Work instructions: Which of the lines in the records below hold the string "enumerate"? Copy every one of them.
─── Records for this exercise ───
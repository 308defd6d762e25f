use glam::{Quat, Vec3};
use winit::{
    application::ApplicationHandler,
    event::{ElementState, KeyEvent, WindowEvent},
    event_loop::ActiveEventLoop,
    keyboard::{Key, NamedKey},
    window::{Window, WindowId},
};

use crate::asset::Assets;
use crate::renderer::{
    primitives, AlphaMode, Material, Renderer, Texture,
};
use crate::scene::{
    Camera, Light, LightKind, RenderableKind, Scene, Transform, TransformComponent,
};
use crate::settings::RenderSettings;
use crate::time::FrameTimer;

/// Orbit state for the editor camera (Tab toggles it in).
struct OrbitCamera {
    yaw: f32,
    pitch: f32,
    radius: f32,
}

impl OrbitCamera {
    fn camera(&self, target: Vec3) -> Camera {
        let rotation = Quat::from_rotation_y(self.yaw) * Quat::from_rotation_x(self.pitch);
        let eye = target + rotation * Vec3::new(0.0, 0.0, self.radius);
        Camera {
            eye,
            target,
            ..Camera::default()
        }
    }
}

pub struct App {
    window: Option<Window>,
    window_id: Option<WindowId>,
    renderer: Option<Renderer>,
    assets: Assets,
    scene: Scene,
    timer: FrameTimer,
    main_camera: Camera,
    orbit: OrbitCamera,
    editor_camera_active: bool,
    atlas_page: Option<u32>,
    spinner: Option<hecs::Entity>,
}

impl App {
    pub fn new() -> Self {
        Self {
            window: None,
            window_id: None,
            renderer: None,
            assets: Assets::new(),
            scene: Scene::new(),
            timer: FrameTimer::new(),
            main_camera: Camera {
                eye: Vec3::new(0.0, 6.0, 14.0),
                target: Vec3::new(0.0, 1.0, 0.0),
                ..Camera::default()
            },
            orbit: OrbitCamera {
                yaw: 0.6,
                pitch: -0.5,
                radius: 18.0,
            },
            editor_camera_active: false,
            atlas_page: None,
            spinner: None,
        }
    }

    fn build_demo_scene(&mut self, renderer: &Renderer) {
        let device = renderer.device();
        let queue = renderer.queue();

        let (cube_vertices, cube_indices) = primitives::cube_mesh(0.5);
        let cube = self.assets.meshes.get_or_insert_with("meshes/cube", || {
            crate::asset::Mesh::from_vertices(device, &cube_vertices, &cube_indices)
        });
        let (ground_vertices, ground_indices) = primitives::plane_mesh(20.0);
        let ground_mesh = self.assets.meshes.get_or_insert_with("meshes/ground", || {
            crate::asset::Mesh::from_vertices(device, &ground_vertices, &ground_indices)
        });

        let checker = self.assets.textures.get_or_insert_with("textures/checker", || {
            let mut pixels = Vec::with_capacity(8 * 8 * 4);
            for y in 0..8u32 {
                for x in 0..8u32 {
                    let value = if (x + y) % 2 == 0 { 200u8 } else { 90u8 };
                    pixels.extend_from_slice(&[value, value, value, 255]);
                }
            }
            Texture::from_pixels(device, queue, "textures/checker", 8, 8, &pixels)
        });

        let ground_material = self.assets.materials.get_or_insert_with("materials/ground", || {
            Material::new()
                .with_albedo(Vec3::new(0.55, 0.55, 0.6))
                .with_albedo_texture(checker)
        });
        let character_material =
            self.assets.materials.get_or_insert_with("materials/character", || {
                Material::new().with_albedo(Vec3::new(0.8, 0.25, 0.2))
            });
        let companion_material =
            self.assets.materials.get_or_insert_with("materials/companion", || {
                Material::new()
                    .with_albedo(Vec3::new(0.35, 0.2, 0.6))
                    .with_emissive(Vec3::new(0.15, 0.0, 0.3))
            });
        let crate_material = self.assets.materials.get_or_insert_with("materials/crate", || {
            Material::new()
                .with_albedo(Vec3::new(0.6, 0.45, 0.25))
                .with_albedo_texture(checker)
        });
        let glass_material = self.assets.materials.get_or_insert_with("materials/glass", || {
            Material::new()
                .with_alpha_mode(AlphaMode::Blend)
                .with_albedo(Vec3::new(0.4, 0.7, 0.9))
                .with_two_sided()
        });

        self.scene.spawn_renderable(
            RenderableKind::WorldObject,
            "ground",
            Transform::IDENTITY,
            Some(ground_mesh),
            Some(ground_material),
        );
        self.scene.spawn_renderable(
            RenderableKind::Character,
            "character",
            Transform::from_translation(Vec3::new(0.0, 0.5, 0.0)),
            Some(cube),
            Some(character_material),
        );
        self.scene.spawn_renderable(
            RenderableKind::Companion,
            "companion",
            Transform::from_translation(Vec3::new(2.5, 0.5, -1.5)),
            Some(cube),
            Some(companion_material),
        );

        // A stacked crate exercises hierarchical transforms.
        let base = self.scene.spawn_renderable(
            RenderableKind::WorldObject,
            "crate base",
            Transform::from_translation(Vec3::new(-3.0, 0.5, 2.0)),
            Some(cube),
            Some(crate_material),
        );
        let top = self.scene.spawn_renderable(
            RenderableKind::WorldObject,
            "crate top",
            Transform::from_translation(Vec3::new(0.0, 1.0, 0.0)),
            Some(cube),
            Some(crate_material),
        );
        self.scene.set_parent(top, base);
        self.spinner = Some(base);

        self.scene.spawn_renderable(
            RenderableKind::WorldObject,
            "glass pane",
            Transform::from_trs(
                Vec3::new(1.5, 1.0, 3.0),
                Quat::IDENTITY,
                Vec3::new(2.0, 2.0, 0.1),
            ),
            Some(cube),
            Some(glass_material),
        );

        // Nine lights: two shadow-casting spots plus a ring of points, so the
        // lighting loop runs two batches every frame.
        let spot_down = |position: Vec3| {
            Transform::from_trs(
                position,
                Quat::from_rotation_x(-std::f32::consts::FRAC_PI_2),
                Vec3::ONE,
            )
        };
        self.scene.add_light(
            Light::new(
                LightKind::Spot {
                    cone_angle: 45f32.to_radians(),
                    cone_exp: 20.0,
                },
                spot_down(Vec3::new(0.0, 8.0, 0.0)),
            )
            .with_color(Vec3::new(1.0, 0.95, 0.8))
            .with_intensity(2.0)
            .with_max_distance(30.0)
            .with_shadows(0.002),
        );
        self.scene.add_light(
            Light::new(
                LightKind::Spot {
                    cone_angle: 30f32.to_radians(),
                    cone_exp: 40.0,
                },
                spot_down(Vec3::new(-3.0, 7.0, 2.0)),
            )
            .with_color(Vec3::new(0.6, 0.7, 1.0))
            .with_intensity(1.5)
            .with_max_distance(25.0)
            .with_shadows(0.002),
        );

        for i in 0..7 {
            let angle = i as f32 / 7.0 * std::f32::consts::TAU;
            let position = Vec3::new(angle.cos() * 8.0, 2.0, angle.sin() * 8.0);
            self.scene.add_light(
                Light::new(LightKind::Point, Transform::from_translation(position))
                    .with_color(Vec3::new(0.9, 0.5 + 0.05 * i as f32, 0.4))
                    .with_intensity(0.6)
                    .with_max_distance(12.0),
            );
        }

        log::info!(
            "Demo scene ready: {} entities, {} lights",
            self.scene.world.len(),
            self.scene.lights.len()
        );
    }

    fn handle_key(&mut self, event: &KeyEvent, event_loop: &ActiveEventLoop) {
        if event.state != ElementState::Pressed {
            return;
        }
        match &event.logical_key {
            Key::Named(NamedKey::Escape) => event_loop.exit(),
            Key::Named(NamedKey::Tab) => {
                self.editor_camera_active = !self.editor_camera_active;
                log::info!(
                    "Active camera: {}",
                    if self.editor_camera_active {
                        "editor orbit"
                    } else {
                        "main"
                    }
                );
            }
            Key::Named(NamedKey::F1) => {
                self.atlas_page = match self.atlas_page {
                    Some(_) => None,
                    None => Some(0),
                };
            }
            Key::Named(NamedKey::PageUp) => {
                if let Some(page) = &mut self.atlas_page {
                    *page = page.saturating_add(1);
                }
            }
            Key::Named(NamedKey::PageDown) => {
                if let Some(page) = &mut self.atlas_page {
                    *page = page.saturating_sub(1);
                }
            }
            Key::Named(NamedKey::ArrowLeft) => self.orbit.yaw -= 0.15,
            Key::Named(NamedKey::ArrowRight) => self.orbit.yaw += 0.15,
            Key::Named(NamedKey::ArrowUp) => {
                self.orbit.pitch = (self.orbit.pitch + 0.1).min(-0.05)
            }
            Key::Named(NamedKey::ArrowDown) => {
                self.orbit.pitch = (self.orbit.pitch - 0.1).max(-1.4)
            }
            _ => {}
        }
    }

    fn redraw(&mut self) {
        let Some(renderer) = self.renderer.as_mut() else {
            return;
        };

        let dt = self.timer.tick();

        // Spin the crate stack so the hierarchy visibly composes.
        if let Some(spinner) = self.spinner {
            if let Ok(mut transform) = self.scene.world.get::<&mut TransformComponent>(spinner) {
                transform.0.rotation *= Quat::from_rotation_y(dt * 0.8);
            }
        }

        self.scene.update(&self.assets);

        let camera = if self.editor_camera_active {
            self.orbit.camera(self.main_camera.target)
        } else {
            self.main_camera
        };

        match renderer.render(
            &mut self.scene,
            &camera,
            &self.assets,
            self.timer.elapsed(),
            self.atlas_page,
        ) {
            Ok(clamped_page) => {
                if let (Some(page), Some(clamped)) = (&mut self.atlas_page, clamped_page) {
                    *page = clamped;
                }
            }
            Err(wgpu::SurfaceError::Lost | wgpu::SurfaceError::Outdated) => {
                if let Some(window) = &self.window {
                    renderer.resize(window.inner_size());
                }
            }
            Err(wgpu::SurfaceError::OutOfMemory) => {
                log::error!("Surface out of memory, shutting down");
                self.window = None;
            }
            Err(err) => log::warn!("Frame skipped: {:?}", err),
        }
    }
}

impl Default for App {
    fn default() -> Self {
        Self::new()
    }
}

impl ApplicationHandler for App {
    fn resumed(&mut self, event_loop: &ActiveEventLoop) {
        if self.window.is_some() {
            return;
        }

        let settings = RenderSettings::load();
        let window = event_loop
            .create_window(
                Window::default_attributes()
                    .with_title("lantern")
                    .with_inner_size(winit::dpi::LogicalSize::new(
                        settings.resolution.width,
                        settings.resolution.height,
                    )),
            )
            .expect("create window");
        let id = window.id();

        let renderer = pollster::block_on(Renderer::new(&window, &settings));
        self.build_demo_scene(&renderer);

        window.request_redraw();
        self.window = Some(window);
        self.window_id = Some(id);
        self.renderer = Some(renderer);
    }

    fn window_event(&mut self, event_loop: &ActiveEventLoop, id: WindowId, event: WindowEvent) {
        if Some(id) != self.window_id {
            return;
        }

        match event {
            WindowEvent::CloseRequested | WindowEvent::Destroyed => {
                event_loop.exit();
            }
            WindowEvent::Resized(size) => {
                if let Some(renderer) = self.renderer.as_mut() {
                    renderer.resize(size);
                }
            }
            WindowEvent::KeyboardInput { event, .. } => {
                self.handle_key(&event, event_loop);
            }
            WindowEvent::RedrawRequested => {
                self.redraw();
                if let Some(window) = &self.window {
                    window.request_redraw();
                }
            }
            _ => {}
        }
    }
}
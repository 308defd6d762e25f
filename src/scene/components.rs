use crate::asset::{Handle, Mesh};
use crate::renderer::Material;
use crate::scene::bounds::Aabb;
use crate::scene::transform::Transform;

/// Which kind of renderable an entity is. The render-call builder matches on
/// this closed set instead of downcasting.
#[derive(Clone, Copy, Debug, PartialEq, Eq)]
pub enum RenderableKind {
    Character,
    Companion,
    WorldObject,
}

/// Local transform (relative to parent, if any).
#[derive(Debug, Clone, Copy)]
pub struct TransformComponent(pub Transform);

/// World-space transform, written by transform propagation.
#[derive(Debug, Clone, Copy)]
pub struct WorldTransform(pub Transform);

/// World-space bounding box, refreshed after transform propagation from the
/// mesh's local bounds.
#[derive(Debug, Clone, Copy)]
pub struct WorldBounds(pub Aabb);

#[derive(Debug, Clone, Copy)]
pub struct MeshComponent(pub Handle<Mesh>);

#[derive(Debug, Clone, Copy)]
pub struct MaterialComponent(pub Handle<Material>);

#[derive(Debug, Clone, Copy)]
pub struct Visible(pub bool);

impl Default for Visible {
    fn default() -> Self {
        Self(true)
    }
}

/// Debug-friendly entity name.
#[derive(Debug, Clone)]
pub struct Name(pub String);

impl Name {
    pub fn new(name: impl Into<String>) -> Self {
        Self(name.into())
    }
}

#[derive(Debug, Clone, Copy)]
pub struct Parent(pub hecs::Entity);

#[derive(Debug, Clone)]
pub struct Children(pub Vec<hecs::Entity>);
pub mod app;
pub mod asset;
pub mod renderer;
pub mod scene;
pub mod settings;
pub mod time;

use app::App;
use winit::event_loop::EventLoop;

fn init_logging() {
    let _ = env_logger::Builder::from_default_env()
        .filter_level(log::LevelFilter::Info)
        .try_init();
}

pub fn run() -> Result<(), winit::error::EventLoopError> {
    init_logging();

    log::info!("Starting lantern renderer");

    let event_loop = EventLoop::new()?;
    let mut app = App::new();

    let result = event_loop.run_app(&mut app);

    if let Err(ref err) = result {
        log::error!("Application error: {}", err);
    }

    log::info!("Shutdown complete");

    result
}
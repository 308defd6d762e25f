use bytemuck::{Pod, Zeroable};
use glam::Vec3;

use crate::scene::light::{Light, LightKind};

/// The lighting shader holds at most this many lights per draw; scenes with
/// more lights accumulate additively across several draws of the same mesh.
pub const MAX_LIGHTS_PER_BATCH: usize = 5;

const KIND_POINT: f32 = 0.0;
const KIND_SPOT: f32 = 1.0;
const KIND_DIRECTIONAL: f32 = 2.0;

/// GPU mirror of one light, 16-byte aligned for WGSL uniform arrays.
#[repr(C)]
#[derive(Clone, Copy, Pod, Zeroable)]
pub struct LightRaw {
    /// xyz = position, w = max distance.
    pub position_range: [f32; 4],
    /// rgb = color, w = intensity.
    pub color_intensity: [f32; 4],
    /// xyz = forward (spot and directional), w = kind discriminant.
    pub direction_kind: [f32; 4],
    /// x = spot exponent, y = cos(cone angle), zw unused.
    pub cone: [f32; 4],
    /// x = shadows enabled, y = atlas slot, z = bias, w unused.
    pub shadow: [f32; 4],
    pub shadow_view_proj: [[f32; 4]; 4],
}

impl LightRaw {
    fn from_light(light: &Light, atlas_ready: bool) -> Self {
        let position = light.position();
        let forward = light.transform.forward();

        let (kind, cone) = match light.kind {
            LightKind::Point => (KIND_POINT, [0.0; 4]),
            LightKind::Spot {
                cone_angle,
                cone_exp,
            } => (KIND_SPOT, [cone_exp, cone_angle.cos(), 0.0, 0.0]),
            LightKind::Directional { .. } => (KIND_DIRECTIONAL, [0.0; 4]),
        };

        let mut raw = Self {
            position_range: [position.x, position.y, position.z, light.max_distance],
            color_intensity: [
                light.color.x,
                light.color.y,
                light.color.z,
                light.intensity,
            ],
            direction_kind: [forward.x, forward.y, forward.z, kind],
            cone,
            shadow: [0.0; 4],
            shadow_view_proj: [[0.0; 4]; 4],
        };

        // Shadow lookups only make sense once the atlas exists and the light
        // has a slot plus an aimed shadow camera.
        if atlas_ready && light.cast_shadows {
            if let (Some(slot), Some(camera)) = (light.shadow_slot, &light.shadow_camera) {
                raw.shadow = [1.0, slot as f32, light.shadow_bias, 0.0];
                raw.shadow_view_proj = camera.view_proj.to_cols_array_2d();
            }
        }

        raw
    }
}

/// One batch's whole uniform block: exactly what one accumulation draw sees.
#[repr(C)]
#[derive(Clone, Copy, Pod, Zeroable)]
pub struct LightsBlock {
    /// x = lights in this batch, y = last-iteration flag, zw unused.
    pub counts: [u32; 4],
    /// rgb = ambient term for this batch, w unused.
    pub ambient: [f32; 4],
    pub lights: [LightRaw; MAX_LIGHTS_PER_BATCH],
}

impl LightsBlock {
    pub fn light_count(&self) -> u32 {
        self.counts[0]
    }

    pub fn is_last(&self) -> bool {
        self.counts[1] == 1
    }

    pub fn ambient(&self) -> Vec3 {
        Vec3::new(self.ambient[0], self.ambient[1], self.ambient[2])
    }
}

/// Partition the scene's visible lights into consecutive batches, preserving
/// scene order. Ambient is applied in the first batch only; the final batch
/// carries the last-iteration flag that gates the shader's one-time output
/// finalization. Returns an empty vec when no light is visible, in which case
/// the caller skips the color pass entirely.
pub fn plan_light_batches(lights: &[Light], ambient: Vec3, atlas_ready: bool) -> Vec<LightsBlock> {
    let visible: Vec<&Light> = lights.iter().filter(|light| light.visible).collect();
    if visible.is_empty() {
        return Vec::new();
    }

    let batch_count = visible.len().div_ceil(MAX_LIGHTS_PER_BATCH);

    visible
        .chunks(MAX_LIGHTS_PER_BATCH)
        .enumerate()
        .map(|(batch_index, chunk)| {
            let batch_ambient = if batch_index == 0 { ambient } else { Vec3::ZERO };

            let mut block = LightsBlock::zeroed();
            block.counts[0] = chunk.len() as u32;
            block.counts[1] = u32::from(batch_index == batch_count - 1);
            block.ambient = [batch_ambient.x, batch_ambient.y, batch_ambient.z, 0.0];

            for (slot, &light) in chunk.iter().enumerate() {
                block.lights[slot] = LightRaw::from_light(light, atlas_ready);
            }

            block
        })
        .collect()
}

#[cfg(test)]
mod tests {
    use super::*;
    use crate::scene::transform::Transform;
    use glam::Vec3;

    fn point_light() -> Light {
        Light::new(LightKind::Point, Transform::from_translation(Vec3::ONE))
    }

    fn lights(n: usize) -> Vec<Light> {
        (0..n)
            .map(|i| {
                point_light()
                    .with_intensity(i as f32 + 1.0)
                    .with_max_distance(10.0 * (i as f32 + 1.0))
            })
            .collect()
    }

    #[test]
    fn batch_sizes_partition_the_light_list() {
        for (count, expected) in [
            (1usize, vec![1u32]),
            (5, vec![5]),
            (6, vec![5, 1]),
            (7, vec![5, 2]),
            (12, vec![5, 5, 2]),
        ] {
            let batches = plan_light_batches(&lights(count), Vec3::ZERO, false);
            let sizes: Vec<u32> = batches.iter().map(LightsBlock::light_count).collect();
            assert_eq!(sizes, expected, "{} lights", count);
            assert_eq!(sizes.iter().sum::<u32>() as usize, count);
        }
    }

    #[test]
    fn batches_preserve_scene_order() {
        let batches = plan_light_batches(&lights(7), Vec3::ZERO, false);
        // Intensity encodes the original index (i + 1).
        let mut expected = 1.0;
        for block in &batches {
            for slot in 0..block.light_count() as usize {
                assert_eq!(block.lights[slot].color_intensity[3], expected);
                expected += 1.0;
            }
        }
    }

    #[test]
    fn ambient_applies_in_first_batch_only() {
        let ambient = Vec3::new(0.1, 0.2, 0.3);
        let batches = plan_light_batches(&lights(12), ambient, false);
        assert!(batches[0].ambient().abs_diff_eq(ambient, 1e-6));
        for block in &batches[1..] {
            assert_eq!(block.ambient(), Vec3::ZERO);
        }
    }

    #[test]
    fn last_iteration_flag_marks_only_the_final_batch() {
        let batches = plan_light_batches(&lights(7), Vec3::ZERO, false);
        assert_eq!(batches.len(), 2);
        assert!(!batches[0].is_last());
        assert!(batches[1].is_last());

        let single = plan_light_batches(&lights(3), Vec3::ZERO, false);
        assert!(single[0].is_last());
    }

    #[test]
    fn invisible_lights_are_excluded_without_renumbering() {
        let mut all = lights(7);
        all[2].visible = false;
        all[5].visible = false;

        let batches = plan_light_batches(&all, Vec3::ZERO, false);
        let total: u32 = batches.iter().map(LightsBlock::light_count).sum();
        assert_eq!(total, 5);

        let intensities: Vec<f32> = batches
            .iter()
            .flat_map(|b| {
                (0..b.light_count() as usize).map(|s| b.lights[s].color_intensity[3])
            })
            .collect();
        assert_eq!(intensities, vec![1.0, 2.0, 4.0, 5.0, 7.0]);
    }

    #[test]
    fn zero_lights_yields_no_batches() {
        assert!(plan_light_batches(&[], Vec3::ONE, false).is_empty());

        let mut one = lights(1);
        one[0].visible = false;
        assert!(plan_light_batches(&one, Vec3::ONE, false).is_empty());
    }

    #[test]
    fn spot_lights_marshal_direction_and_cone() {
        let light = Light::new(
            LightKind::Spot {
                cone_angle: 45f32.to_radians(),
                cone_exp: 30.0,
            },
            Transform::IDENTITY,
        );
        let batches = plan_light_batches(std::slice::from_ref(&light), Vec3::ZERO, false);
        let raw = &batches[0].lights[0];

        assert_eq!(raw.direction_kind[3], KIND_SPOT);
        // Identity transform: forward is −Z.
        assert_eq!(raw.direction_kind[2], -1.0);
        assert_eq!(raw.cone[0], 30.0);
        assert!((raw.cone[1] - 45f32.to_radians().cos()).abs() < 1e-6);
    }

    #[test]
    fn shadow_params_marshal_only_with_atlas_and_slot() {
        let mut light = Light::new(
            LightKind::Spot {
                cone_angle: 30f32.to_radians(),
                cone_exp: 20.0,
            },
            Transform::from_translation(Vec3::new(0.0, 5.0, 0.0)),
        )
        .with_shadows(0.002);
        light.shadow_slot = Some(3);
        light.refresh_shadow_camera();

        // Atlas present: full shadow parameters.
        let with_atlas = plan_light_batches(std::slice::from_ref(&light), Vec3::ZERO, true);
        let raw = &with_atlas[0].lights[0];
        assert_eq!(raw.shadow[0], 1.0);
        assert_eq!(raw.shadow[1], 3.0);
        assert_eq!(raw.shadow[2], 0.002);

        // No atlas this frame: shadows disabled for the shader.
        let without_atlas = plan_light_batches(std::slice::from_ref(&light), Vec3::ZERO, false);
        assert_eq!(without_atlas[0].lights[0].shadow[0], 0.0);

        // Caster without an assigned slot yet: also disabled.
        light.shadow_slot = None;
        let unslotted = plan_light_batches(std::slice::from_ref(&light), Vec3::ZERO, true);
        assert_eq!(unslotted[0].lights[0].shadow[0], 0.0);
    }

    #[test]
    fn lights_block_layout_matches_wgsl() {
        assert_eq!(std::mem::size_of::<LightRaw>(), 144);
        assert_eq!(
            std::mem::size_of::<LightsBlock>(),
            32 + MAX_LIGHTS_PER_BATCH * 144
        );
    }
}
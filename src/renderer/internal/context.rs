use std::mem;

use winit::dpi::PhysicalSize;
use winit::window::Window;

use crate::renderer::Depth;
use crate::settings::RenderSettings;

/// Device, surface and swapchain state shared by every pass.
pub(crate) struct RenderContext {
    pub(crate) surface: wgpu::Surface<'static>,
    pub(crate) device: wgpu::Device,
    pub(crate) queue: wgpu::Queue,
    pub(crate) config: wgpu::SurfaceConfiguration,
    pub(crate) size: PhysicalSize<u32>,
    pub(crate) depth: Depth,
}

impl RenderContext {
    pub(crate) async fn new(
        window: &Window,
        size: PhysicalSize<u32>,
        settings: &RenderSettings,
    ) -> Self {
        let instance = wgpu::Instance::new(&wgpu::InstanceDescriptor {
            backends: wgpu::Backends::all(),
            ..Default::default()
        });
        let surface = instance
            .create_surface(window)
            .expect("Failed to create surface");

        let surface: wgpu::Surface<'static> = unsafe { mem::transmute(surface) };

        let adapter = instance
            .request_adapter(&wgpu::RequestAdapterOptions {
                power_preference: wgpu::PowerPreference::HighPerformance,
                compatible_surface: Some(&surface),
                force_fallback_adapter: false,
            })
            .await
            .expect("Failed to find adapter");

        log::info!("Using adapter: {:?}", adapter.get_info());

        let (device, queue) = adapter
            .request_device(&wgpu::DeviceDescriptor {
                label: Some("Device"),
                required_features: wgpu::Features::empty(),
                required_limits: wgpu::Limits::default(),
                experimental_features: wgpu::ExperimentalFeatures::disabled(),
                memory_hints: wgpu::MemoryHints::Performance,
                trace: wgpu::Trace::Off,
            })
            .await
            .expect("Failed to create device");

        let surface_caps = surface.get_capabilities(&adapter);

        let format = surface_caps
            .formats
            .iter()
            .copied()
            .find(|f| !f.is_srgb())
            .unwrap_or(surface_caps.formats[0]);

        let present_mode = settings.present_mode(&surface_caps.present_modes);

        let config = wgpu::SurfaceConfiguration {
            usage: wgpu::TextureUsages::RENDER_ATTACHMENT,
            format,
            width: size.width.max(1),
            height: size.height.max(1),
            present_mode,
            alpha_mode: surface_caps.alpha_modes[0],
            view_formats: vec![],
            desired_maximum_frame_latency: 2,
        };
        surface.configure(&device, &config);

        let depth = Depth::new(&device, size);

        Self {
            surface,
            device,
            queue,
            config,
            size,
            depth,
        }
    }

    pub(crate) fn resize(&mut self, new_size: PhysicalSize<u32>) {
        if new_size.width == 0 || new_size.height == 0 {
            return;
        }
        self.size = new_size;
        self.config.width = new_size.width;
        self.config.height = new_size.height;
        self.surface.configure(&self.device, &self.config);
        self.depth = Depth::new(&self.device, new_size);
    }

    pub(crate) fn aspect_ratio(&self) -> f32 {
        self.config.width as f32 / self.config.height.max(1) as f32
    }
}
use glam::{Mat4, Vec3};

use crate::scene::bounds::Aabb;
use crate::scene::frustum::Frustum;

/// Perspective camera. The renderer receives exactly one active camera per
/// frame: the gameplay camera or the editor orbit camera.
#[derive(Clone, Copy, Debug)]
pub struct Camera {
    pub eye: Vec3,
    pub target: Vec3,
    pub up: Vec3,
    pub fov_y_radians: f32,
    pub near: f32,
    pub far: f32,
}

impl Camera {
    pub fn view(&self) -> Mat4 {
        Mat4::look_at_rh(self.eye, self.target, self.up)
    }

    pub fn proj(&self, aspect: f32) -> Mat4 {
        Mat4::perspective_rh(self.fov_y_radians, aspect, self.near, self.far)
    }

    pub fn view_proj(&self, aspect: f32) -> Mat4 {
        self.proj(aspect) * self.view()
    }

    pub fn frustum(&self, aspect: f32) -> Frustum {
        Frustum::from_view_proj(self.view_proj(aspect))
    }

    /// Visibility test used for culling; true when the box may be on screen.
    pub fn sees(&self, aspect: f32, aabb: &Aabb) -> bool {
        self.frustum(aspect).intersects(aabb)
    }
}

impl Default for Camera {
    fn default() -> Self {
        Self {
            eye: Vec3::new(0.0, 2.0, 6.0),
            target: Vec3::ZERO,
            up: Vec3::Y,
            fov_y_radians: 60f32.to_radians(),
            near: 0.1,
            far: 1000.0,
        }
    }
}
───
Task solution:
        .enumerate()
            for (slot, &light) in chunk.iter().enumerate() {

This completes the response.